Between crises, which are short- lived, the patient is relatively well, able to carry out work and able to carry out all activities of daily living. Many patients live a normal life and die of old age while others suffer from severe episodes of haemolytic anaemia or secondary gall bladder inflammation, due to the buildup of pigment stones in the gall bladder. Such episodes may end fatally.
Course of the disease in hereditary spherocytosis
Removal of the spleen (splenectomy) results in striking and usually permanent improvement both in the symptoms and in the anaemia, and is carried out when the anaemia causes persistent impairment of health, when severe haemolytic crises have occurred, when other members of the family have died of the disease, or where there is evidence of gall bladder disease.
Hereditary Haemoglobinopathies (causing abnormal haemoglobin synthesis).

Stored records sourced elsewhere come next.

//! Node service error types.

use shoal_core::NodeId;
use shoal_metadata::MetadataError;
use shoal_storage::StorageError;
use thiserror::Error;

/// Node service errors.
///
/// Lower-layer errors are wrapped with their kind intact; callers match on
/// `Core`, `Storage` and `Metadata` to tell integrity failures from I/O.
#[derive(Debug, Error)]
pub enum NodeError {
    #[error("not found: {0}")]
    NotFound(String),

    #[error("invalid request: {0}")]
    InvalidRequest(String),

    #[error("node {0} already has a file and it cannot be replaced")]
    FileImmutable(NodeId),

    #[error("node {0} already has attributes and they cannot be replaced")]
    AttributesImmutable(NodeId),

    #[error("node {0} already has a parent linkage")]
    ParentLinkageImmutable(NodeId),

    #[error("file format of node {id} is already set to {format}")]
    FormatImmutable { id: NodeId, format: String },

    #[error("timed out waiting for the lock on node {0}")]
    LockTimeout(NodeId),

    #[error("file of node {0} is locked")]
    FileLocked(NodeId),

    #[error("index {index} of node {id} is locked")]
    IndexLocked { id: NodeId, index: String },

    #[error("node {id} is referenced by virtual node(s) {}", .referenced_by.join(", "))]
    NodeReferenced {
        id: NodeId,
        referenced_by: Vec<String>,
    },

    #[error("remote fetch failed: {0}")]
    Fetch(String),

    #[error(transparent)]
    Core(#[from] shoal_core::Error),

    #[error(transparent)]
    Storage(#[from] StorageError),

    #[error(transparent)]
    Metadata(#[from] MetadataError),

    #[error("I/O error: {0}")]
    Io(#[from] std::io::Error),

    #[error("internal error: {0}")]
    Internal(String),
}

impl NodeError {
    pub(crate) fn invalid(msg: impl Into<String>) -> Self {
        Self::InvalidRequest(msg.into())
    }

    /// Whether this error means the addressed thing does not exist, at any layer.
    pub fn is_not_found(&self) -> bool {
        matches!(
            self,
            Self::NotFound(_)
                | Self::Storage(StorageError::NotFound(_))
                | Self::Metadata(MetadataError::NotFound(_))
                | Self::Core(shoal_core::Error::IndexNotFound(_))
        )
    }
}

impl From<reqwest::Error> for NodeError {
    fn from(err: reqwest::Error) -> Self {
        Self::Fetch(err.to_string())
    }
}

/// Result type for node operations.
pub type NodeResult<T> = std::result::Result<T, NodeError>;
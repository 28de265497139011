//! Indexer engines.
//!
//! Each engine reads a data file and writes a binary index through
//! [`IndexWriter`](crate::index::IndexWriter), so a failed build never leaves
//! a partial index at the output path.

pub mod chunkrecord;
pub mod column;
pub mod line;
pub mod record;
pub mod subset;

use crate::error::{Error, Result};
use crate::index::{DynamicIdx, SizeIndex};
use std::path::{Path, PathBuf};
use std::process::Command;
use tracing::debug;

/// Storage format of a persisted index: a flat array of 16-byte records.
pub const FORMAT_ARRAY: &str = "array";

/// Storage format of an index computed on demand.
pub const FORMAT_DYNAMIC: &str = "dynamic";

/// Index names that cannot be used for user-named subset indexes.
pub const RESERVED_NAMES: [&str; 5] = ["record", "chunkrecord", "line", "size", "bai"];

pub fn is_reserved(name: &str) -> bool {
    RESERVED_NAMES.contains(&name) || name.starts_with("column")
}

/// What to build.
#[derive(Clone, Debug, PartialEq, Eq)]
pub enum IndexKind {
    /// One entry per sequence record.
    Record,
    /// Record-aligned chunks of roughly `chunk_size` bytes.
    ChunkRecord { chunk_size: u64 },
    /// One entry per line.
    Line,
    /// One entry per run of rows sharing the value of a 1-indexed column.
    Column { column: usize },
    /// Projection of a parent index through a sorted id list.
    Subset {
        parent_index: PathBuf,
        ids: PathBuf,
        compressed: Option<PathBuf>,
    },
    /// Fixed-size chunks computed from the file size; nothing is written.
    Size { chunk_size: u64 },
    /// BAM index produced by an external `samtools`.
    Bai { samtools: PathBuf },
}

impl IndexKind {
    /// Catalog name for kinds with a fixed name; `None` for subsets, which
    /// are named by the caller.
    pub fn name(&self) -> Option<String> {
        match self {
            Self::Record => Some("record".into()),
            Self::ChunkRecord { .. } => Some("chunkrecord".into()),
            Self::Line => Some("line".into()),
            Self::Column { column } => Some(format!("column{column}")),
            Self::Subset { .. } => None,
            Self::Size { .. } => Some("size".into()),
            Self::Bai { .. } => Some("bai".into()),
        }
    }

    /// Catalog `type` recorded on the `IdxInfo`.
    pub fn type_name(&self) -> &'static str {
        match self {
            Self::Record => "record",
            Self::ChunkRecord { .. } => "chunkrecord",
            Self::Line => "line",
            Self::Column { .. } => "column",
            Self::Subset { .. } => "subset",
            Self::Size { .. } => "size",
            Self::Bai { .. } => "bai",
        }
    }
}

/// Result of a build.
#[derive(Clone, Debug, PartialEq, Eq)]
pub struct BuildOutcome {
    pub count: u64,
    pub total_size: u64,
    pub format: &'static str,
}

impl BuildOutcome {
    /// Mean record length, zero for an empty index.
    pub fn avg_unit_size(&self) -> u64 {
        self.total_size.checked_div(self.count).unwrap_or(0)
    }
}

/// Build `kind` over `data`, writing the index to `out`.
pub fn build(kind: &IndexKind, data: &Path, out: &Path) -> Result<BuildOutcome> {
    debug!(kind = kind.type_name(), data = %data.display(), "building index");
    match kind {
        IndexKind::Record => {
            let mut reader = crate::format::open(data)?;
            record::build(reader.as_mut(), out)
        }
        IndexKind::ChunkRecord { chunk_size } => {
            let size = std::fs::metadata(data)?.len();
            let mut reader = crate::format::open(data)?;
            chunkrecord::build(reader.as_mut(), size, *chunk_size, out)
        }
        IndexKind::Line => line::build(data, out),
        IndexKind::Column { column } => column::build(data, *column, out),
        IndexKind::Subset {
            parent_index,
            ids,
            compressed,
        } => {
            let parent = DynamicIdx::open(parent_index)?;
            let outcome = subset::build(ids, &parent, out, compressed.as_deref())?;
            Ok(outcome.index)
        }
        IndexKind::Size { chunk_size } => {
            let size = std::fs::metadata(data)?.len();
            let index = SizeIndex::new(*chunk_size, size);
            Ok(BuildOutcome {
                count: index.units(),
                total_size: size,
                format: FORMAT_DYNAMIC,
            })
        }
        IndexKind::Bai { samtools } => build_bai(samtools, data, out),
    }
}

fn build_bai(samtools: &Path, data: &Path, out: &Path) -> Result<BuildOutcome> {
    if let Some(parent) = out.parent() {
        std::fs::create_dir_all(parent)?;
    }
    let output = Command::new(samtools)
        .arg("index")
        .arg(data)
        .arg(out)
        .output()
        .map_err(|e| Error::ExternalTool(format!("{}: {e}", samtools.display())))?;
    if !output.status.success() {
        let _ = std::fs::remove_file(out);
        return Err(Error::ExternalTool(
            String::from_utf8_lossy(&output.stderr).trim().to_string(),
        ));
    }
    Ok(BuildOutcome {
        count: 1,
        total_size: std::fs::metadata(data)?.len(),
        format: "bai",
    })
}

#[cfg(test)]
mod tests {
    use super::*;
    use crate::index::Idx;

    #[test]
    fn test_reserved_names() {
        for name in ["record", "chunkrecord", "line", "size", "bai", "column3"] {
            assert!(is_reserved(name), "{name}");
        }
        assert!(!is_reserved("my_subset"));
    }

    #[test]
    fn test_kind_names() {
        assert_eq!(IndexKind::Column { column: 2 }.name().as_deref(), Some("column2"));
        assert_eq!(IndexKind::Column { column: 2 }.type_name(), "column");
        assert_eq!(
            IndexKind::Subset {
                parent_index: PathBuf::new(),
                ids: PathBuf::new(),
                compressed: None
            }
            .name(),
            None
        );
    }

    #[test]
    fn test_build_dispatch() {
        let dir = tempfile::tempdir().unwrap();
        let data = dir.path().join("reads.fa");
        std::fs::write(&data, b">a\nACGT\n>b\nGG\n>c\nTTTT\n").unwrap();

        let out = dir.path().join("idx").join("record.idx");
        let outcome = build(&IndexKind::Record, &data, &out).unwrap();
        assert_eq!(outcome.count, 3);
        assert_eq!(outcome.total_size, 22);
        assert_eq!(outcome.format, FORMAT_ARRAY);
        assert_eq!(Idx::load(&out).unwrap().len(), 3);

        let size = build(&IndexKind::Size { chunk_size: 10 }, &data, &dir.path().join("unused")).unwrap();
        assert_eq!(size.count, 3);
        assert!(!dir.path().join("unused").exists());
    }

    #[test]
    fn test_unrecognized_data_fails_record_build() {
        let dir = tempfile::tempdir().unwrap();
        let data = dir.path().join("notes.txt");
        std::fs::write(&data, b"plain words\n").unwrap();
        let out = dir.path().join("record.idx");
        assert!(matches!(
            build(&IndexKind::Record, &data, &out),
            Err(Error::UnrecognizedFormat)
        ));
        assert!(!out.exists());
    }

    #[test]
    fn test_missing_samtools_is_external_tool_error() {
        let dir = tempfile::tempdir().unwrap();
        let data = dir.path().join("reads.bam");
        std::fs::write(&data, b"BAM").unwrap();
        let kind = IndexKind::Bai {
            samtools: dir.path().join("no-such-samtools"),
        };
        assert!(matches!(
            build(&kind, &data, &dir.path().join("bai.idx")),
            Err(Error::ExternalTool(_))
        ));
    }
}
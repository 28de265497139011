//! Error types for the core domain.

use std::path::PathBuf;
use thiserror::Error;

/// Core domain error type.
///
/// Readers, indexers and the query engine return these kinds unwrapped so
/// callers can tell a malformed request from a corrupt file.
#[derive(Debug, Error)]
pub enum Error {
    #[error("I/O error: {0}")]
    Io(#[from] std::io::Error),

    #[error("invalid node id: {0}")]
    InvalidNodeId(String),

    #[error("truncated index file {path}: {len} bytes is not a multiple of 16")]
    TruncatedIndex { path: PathBuf, len: u64 },

    #[error("unrecognized sequence format")]
    UnrecognizedFormat,

    #[error("truncated record at offset {offset}")]
    TruncatedRecord { offset: u64 },

    #[error("mismatched record id at offset {offset}: {header} != {separator}")]
    MismatchedId {
        offset: u64,
        header: String,
        separator: String,
    },

    #[error("sequence and quality lengths differ at offset {offset}: {seq} != {qual}")]
    LengthMismatch { offset: u64, seq: usize, qual: usize },

    #[error("invalid record at offset {offset}: {reason}")]
    InvalidRecord { offset: u64, reason: String },

    #[error("row {row} has fewer than {column} columns")]
    ColumnOutOfRange { row: u64, column: usize },

    #[error("subset ids must be strictly increasing: {value} follows {previous}")]
    UnsortedOrDuplicate { previous: u64, value: u64 },

    #[error("subset id {value} outside parent index of {len} records")]
    ParentIndexOutOfRange { value: u64, len: u64 },

    #[error("invalid subset id list: {0}")]
    InvalidSubsetList(String),

    #[error("position {position} is past the end of the index ({len} units)")]
    IndexOutOfBounds { position: u64, len: u64 },

    #[error("invalid part specifier: {0}")]
    InvalidPartSpecifier(String),

    #[error("part {spec} out of range for index of {len} records")]
    PartOutOfRange { spec: String, len: u64 },

    #[error("malformed index record {position}: {reason}")]
    MalformedIndex { position: u64, reason: String },

    #[error("index not found: {0}")]
    IndexNotFound(String),

    #[error("index is empty")]
    EmptyIndex,

    #[error("invalid index type: {0}")]
    InvalidIndexType(String),

    #[error("invalid expiration: {0}")]
    InvalidExpiration(String),

    #[error("external indexer failed: {0}")]
    ExternalTool(String),

    #[error("serialization error: {0}")]
    Serialization(String),
}

impl From<serde_json::Error> for Error {
    fn from(err: serde_json::Error) -> Self {
        Self::Serialization(err.to_string())
    }
}

/// Result type alias for core operations.
pub type Result<T> = std::result::Result<T, Error>;
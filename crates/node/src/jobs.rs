//! Background jobs with pollable status.

use futures::FutureExt;
use std::future::Future;
use std::panic::AssertUnwindSafe;
use tokio::sync::watch;
use tracing::error;

/// State of a background job.
#[derive(Clone, Debug, PartialEq, Eq)]
pub enum JobStatus<T> {
    Running,
    Done(T),
    Failed(String),
}

impl<T> JobStatus<T> {
    pub fn is_finished(&self) -> bool {
        !matches!(self, Self::Running)
    }
}

/// Handle to a spawned job. Dropping it does not cancel the job.
#[derive(Clone, Debug)]
pub struct JobHandle<T> {
    rx: watch::Receiver<JobStatus<T>>,
}

impl<T: Clone> JobHandle<T> {
    /// A handle for work that already finished.
    pub fn ready(value: T) -> Self {
        let (_tx, rx) = watch::channel(JobStatus::Done(value));
        Self { rx }
    }

    /// Current status without waiting.
    pub fn status(&self) -> JobStatus<T> {
        self.rx.borrow().clone()
    }

    /// Wait until the job finishes.
    pub async fn wait(mut self) -> JobStatus<T> {
        match self.rx.wait_for(JobStatus::is_finished).await {
            Ok(status) => status.clone(),
            Err(_) => JobStatus::Failed("job ended without reporting a result".to_string()),
        }
    }
}

/// Spawn `job` on the runtime.
///
/// `on_error` runs with the message of a failed or panicked job before the
/// handle observes the failure.
pub fn spawn<T, E, F, H>(name: &'static str, job: F, on_error: H) -> JobHandle<T>
where
    T: Clone + Send + Sync + 'static,
    E: std::fmt::Display + Send + 'static,
    F: Future<Output = Result<T, E>> + Send + 'static,
    H: FnOnce(&str) + Send + 'static,
{
    let (tx, rx) = watch::channel(JobStatus::Running);
    tokio::spawn(async move {
        let status = match AssertUnwindSafe(job).catch_unwind().await {
            Ok(Ok(value)) => JobStatus::Done(value),
            Ok(Err(err)) => JobStatus::Failed(err.to_string()),
            Err(_) => JobStatus::Failed(format!("{name} job panicked")),
        };
        if let JobStatus::Failed(message) = &status {
            error!(job = name, error = %message, "background job failed");
            on_error(message);
        }
        let _ = tx.send(status);
    });
    JobHandle { rx }
}
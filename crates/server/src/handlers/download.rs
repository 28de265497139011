//! File download handler.

use crate::auth::Caller;
use crate::error::{ApiError, ApiResult};
use crate::handlers::parse_node_id;
use crate::state::AppState;
use axum::body::Body;
use axum::extract::{Extension, Path, Query, State};
use axum::http::StatusCode;
use axum::http::header::{CONTENT_DISPOSITION, CONTENT_LENGTH, CONTENT_TYPE};
use axum::response::{IntoResponse, Response};
use futures::TryStreamExt;
use serde::Deserialize;
use shoal_core::{PartSpec, Right};

/// Download query: the whole file, or `part` of the file through `index`.
#[derive(Debug, Default, Deserialize)]
pub struct DownloadQuery {
    pub index: Option<String>,
    pub part: Option<String>,
}

/// Attachment file name with characters that would break the header quoted out.
fn attachment(file_name: &str) -> String {
    let name: String = file_name
        .chars()
        .map(|c| if c == '"' || c == '\\' || c.is_control() { '_' } else { c })
        .collect();
    format!("attachment; filename=\"{name}\"")
}

/// GET /v1/nodes/{id}/download
pub async fn download_node(
    State(state): State<AppState>,
    Extension(caller): Extension<Caller>,
    Path(id): Path<String>,
    Query(query): Query<DownloadQuery>,
) -> ApiResult<Response> {
    let id = parse_node_id(&id)?;
    let node = state.service.get(&id).await?;
    caller.authorize(&node, Right::Read)?;

    let spec = match (&query.index, &query.part) {
        (Some(index), Some(part)) => Some((index.as_str(), part.parse::<PartSpec>()?)),
        (None, None) => None,
        (Some(_), None) => {
            return Err(ApiError::BadRequest("index requires a part".to_string()));
        }
        (None, Some(_)) => {
            return Err(ApiError::BadRequest("part requires an index".to_string()));
        }
    };

    let plan = state
        .service
        .plan_download(&node, spec.as_ref().map(|(index, part)| (*index, part)))
        .await?;
    let stream = state.service.open_download(&plan).await?;
    let body = Body::from_stream(stream.map_err(|e| std::io::Error::other(e.to_string())));

    Ok((
        StatusCode::OK,
        [
            (CONTENT_TYPE, "application/octet-stream".to_string()),
            (CONTENT_LENGTH, plan.size.to_string()),
            (CONTENT_DISPOSITION, attachment(&plan.file_name)),
        ],
        body,
    )
        .into_response())
}

#[cfg(test)]
mod tests {
    use super::*;

    #[test]
    fn test_attachment_header_escapes_quotes() {
        assert_eq!(attachment("reads.fa"), "attachment; filename=\"reads.fa\"");
        assert_eq!(attachment("a\"b\n"), "attachment; filename=\"a_b_\"");
    }
}
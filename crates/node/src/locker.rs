//! Lock manager.
//!
//! - [`NodeLocker`]: one exclusive mutation lock per node id, acquired with a
//!   bounded wait.
//! - [`FileLocker`] / [`IndexLocker`]: advisory "in progress" markers with a
//!   creation time and an optional error, polled by clients and swept by age.
//!
//! One [`LockManager`] is constructed per process (or per test) and shared
//! through an `Arc`.

use crate::error::{NodeError, NodeResult};
use dashmap::DashMap;
use dashmap::mapref::entry::Entry;
use shoal_core::config::LockConfig;
use shoal_core::{LockInfo, NodeId};
use std::fmt;
use std::hash::Hash;
use std::sync::{Arc, Mutex, MutexGuard};
use std::time::{Duration, Instant};
use time::OffsetDateTime;
use tokio::sync::{OwnedSemaphorePermit, Semaphore};
use tracing::{debug, warn};

fn lock_unpoisoned<T>(mutex: &Mutex<T>) -> MutexGuard<'_, T> {
    mutex.lock().unwrap_or_else(|poisoned| poisoned.into_inner())
}

struct NodeSlot {
    semaphore: Arc<Semaphore>,
    held_since: Mutex<Option<OffsetDateTime>>,
    last_used: Mutex<Instant>,
}

impl NodeSlot {
    fn new() -> Self {
        Self {
            semaphore: Arc::new(Semaphore::new(1)),
            held_since: Mutex::new(None),
            last_used: Mutex::new(Instant::now()),
        }
    }
}

/// Exclusive per-node mutation locks.
pub struct NodeLocker {
    slots: DashMap<NodeId, Arc<NodeSlot>>,
    timeout: Duration,
}

/// Held node lock, released on drop.
pub struct NodeGuard {
    id: NodeId,
    slot: Arc<NodeSlot>,
    _permit: OwnedSemaphorePermit,
}

impl NodeGuard {
    pub fn id(&self) -> NodeId {
        self.id
    }
}

impl fmt::Debug for NodeGuard {
    fn fmt(&self, f: &mut fmt::Formatter<'_>) -> fmt::Result {
        f.debug_struct("NodeGuard").field("id", &self.id).finish()
    }
}

impl Drop for NodeGuard {
    fn drop(&mut self) {
        *lock_unpoisoned(&self.slot.held_since) = None;
        *lock_unpoisoned(&self.slot.last_used) = Instant::now();
    }
}

impl NodeLocker {
    pub fn new(timeout: Duration) -> Self {
        Self {
            slots: DashMap::new(),
            timeout,
        }
    }

    /// Wait up to the configured timeout for the lock on `id`.
    pub async fn lock(&self, id: NodeId) -> NodeResult<NodeGuard> {
        // Clone the slot out so the map shard is not held across the wait.
        let slot = self
            .slots
            .entry(id)
            .or_insert_with(|| Arc::new(NodeSlot::new()))
            .clone();

        let permit = tokio::time::timeout(self.timeout, slot.semaphore.clone().acquire_owned())
            .await
            .map_err(|_| NodeError::LockTimeout(id))?
            .map_err(|_| NodeError::Internal(format!("lock for node {id} was closed")))?;

        *lock_unpoisoned(&slot.held_since) = Some(OffsetDateTime::now_utc());
        *lock_unpoisoned(&slot.last_used) = Instant::now();
        Ok(NodeGuard {
            id,
            slot,
            _permit: permit,
        })
    }

    /// Nodes currently locked, with the time each lock was taken.
    pub fn locked(&self) -> Vec<(NodeId, OffsetDateTime)> {
        let mut out: Vec<_> = self
            .slots
            .iter()
            .filter_map(|entry| {
                let since = *lock_unpoisoned(&entry.value().held_since);
                since.map(|since| (*entry.key(), since))
            })
            .collect();
        out.sort_by_key(|(_, since)| *since);
        out
    }

    /// Drop idle slots unused for longer than `max_age`. Returns how many were removed.
    pub fn remove_old(&self, max_age: Duration) -> usize {
        let before = self.slots.len();
        self.slots.retain(|_, slot| {
            // A clone outside the map means someone is waiting on or holding it.
            let idle = Arc::strong_count(slot) == 1 && slot.semaphore.available_permits() == 1;
            !(idle && lock_unpoisoned(&slot.last_used).elapsed() >= max_age)
        });
        before.saturating_sub(self.slots.len())
    }
}

/// Advisory in-progress markers keyed by `K`.
pub struct AdvisoryLocker<K> {
    entries: DashMap<K, LockInfo>,
}

impl<K> Default for AdvisoryLocker<K>
where
    K: Eq + Hash + Clone,
{
    fn default() -> Self {
        Self {
            entries: DashMap::new(),
        }
    }
}

impl<K> AdvisoryLocker<K>
where
    K: Eq + Hash + Clone,
{
    pub fn new() -> Self {
        Self::default()
    }

    /// Add a fresh marker.
    ///
    /// A marker left behind by a failed job is replaced; a live one is
    /// returned as the error.
    pub fn try_add(&self, key: K) -> Result<(), LockInfo> {
        match self.entries.entry(key) {
            Entry::Occupied(mut entry) => {
                if entry.get().error.is_none() {
                    return Err(entry.get().clone());
                }
                entry.insert(LockInfo::new());
                Ok(())
            }
            Entry::Vacant(entry) => {
                entry.insert(LockInfo::new());
                Ok(())
            }
        }
    }

    pub fn get(&self, key: &K) -> Option<LockInfo> {
        self.entries.get(key).map(|entry| entry.value().clone())
    }

    /// Whether a marker without an error is present.
    pub fn is_active(&self, key: &K) -> bool {
        self.entries
            .get(key)
            .is_some_and(|entry| entry.value().error.is_none())
    }

    pub fn remove(&self, key: &K) -> Option<LockInfo> {
        self.entries.remove(key).map(|(_, info)| info)
    }

    /// Record a failure on the marker so pollers can see it.
    pub fn set_error(&self, key: &K, error: impl Into<String>) {
        let error = error.into();
        match self.entries.entry(key.clone()) {
            Entry::Occupied(mut entry) => entry.get_mut().error = Some(error),
            Entry::Vacant(entry) => {
                entry.insert(LockInfo {
                    created_on: OffsetDateTime::now_utc(),
                    error: Some(error),
                });
            }
        }
    }

    pub fn all(&self) -> Vec<(K, LockInfo)> {
        self.entries
            .iter()
            .map(|entry| (entry.key().clone(), entry.value().clone()))
            .collect()
    }

    /// Drop markers created more than `max_age` ago. Returns how many were removed.
    pub fn remove_old(&self, max_age: Duration) -> usize {
        let now = OffsetDateTime::now_utc();
        let before = self.entries.len();
        self.entries
            .retain(|_, info| (now - info.created_on).unsigned_abs() <= max_age);
        before.saturating_sub(self.entries.len())
    }
}

/// Key of an index lock.
#[derive(Clone, Debug, PartialEq, Eq, Hash, PartialOrd, Ord)]
pub struct IndexKey {
    pub node: NodeId,
    pub index: String,
}

impl IndexKey {
    pub fn new(node: NodeId, index: impl Into<String>) -> Self {
        Self {
            node,
            index: index.into(),
        }
    }
}

pub type FileLocker = AdvisoryLocker<NodeId>;
pub type IndexLocker = AdvisoryLocker<IndexKey>;

impl IndexLocker {
    /// Index locks of one node, by index name.
    pub fn for_node(&self, node: &NodeId) -> Vec<(String, LockInfo)> {
        let mut out: Vec<_> = self
            .entries
            .iter()
            .filter(|entry| entry.key().node == *node)
            .map(|entry| (entry.key().index.clone(), entry.value().clone()))
            .collect();
        out.sort_by(|a, b| a.0.cmp(&b.0));
        out
    }
}

/// Counts removed by one sweep.
#[derive(Clone, Copy, Debug, Default, PartialEq, Eq)]
pub struct SweepStats {
    pub nodes: usize,
    pub files: usize,
    pub indexes: usize,
}

/// The node, file and index lockers.
pub struct LockManager {
    pub nodes: NodeLocker,
    pub files: FileLocker,
    pub indexes: IndexLocker,
}

impl LockManager {
    pub fn new(node_lock_timeout: Duration) -> Self {
        Self {
            nodes: NodeLocker::new(node_lock_timeout),
            files: FileLocker::new(),
            indexes: IndexLocker::new(),
        }
    }

    pub fn from_config(config: &LockConfig) -> Self {
        Self::new(config.node_lock_timeout())
    }

    /// Age-based sweep of all three lockers.
    pub fn sweep(&self, config: &LockConfig) -> SweepStats {
        const HOUR: u64 = 3600;
        let stats = SweepStats {
            nodes: self
                .nodes
                .remove_old(Duration::from_secs(config.node_max_age_hours * HOUR)),
            files: self
                .files
                .remove_old(Duration::from_secs(config.file_max_age_hours * HOUR)),
            indexes: self
                .indexes
                .remove_old(Duration::from_secs(config.index_max_age_hours * HOUR)),
        };
        if stats.files > 0 || stats.indexes > 0 {
            warn!(
                files = stats.files,
                indexes = stats.indexes,
                "removed stale advisory locks"
            );
        }
        debug!(nodes = stats.nodes, "swept idle node lock slots");
        stats
    }
}

#[cfg(test)]
mod tests {
    use super::*;
    use std::sync::atomic::{AtomicUsize, Ordering};

    #[tokio::test]
    async fn test_node_lock_is_exclusive() {
        let locker = Arc::new(NodeLocker::new(Duration::from_secs(5)));
        let id = NodeId::new();
        let inside = Arc::new(AtomicUsize::new(0));
        let max_seen = Arc::new(AtomicUsize::new(0));

        let mut tasks = Vec::new();
        for _ in 0..8 {
            let locker = locker.clone();
            let inside = inside.clone();
            let max_seen = max_seen.clone();
            tasks.push(tokio::spawn(async move {
                let _guard = locker.lock(id).await.unwrap();
                let now = inside.fetch_add(1, Ordering::SeqCst) + 1;
                max_seen.fetch_max(now, Ordering::SeqCst);
                tokio::time::sleep(Duration::from_millis(5)).await;
                inside.fetch_sub(1, Ordering::SeqCst);
            }));
        }
        for task in tasks {
            task.await.unwrap();
        }
        assert_eq!(max_seen.load(Ordering::SeqCst), 1);
        assert!(locker.locked().is_empty());
    }

    #[tokio::test]
    async fn test_node_lock_times_out() {
        let locker = NodeLocker::new(Duration::from_millis(50));
        let id = NodeId::new();
        let guard = locker.lock(id).await.unwrap();
        assert_eq!(locker.locked().len(), 1);

        match locker.lock(id).await {
            Err(NodeError::LockTimeout(locked)) => assert_eq!(locked, id),
            other => panic!("unexpected result: {other:?}"),
        }

        drop(guard);
        assert!(locker.lock(id).await.is_ok());
        // Other ids are independent.
        assert!(locker.lock(NodeId::new()).await.is_ok());
    }

    #[tokio::test]
    async fn test_remove_old_keeps_held_slots() {
        let locker = NodeLocker::new(Duration::from_secs(1));
        let held = NodeId::new();
        let idle = NodeId::new();
        let _guard = locker.lock(held).await.unwrap();
        drop(locker.lock(idle).await.unwrap());

        assert_eq!(locker.remove_old(Duration::ZERO), 1);
        assert_eq!(locker.locked().len(), 1);
        assert_eq!(locker.locked()[0].0, held);
    }

    #[test]
    fn test_advisory_lock_lifecycle() {
        let locks = FileLocker::new();
        let id = NodeId::new();
        assert!(locks.try_add(id).is_ok());
        assert!(locks.try_add(id).is_err());
        assert!(locks.is_active(&id));

        locks.set_error(&id, "index is empty");
        assert!(!locks.is_active(&id));
        assert_eq!(locks.get(&id).unwrap().error.as_deref(), Some("index is empty"));

        // A failed marker may be replaced by a retry.
        assert!(locks.try_add(id).is_ok());
        assert!(locks.get(&id).unwrap().error.is_none());

        assert!(locks.remove(&id).is_some());
        assert!(locks.get(&id).is_none());
    }

    #[test]
    fn test_advisory_remove_old() {
        let locks = IndexLocker::new();
        let id = NodeId::new();
        locks.try_add(IndexKey::new(id, "record")).unwrap();
        locks.try_add(IndexKey::new(id, "line")).unwrap();
        locks
            .entries
            .get_mut(&IndexKey::new(id, "line"))
            .unwrap()
            .created_on -= time::Duration::hours(7);

        assert_eq!(locks.remove_old(Duration::from_secs(6 * 3600)), 1);
        let remaining = locks.for_node(&id);
        assert_eq!(remaining.len(), 1);
        assert_eq!(remaining[0].0, "record");
    }

    #[test]
    fn test_sweep_uses_configured_ages() {
        let manager = LockManager::from_config(&LockConfig::default());
        let id = NodeId::new();
        manager.files.try_add(id).unwrap();
        manager.files.entries.get_mut(&id).unwrap().created_on -= time::Duration::hours(7);
        manager.indexes.try_add(IndexKey::new(id, "record")).unwrap();

        let stats = manager.sweep(&LockConfig::default());
        assert_eq!(stats.files, 1);
        assert_eq!(stats.indexes, 0);
    }
}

i.e. includes a wide range of blood disorders which in some cases results in the consequent haemolytic anaemia to be so severe, that fatal results occur. In other patients the disease may be so mild as to cause little or no inconvenience. Examples of hereditary haemoglobinopathies include Thalassaemia and Sickle Cell Disease.
There is no specific treatment, and splenectomy is contraindicated. The increase in immigration into the UK over the years of racial groups in whom haemoglobinopathies are common, has resulted in identification of considerable numbers of persons suffering from disease related to haemoglobinopathies. Very occasionally, refractory iron deficiency anaemia in British subjects without known Mediterranean ancestry may be due to Thalassaemia minor.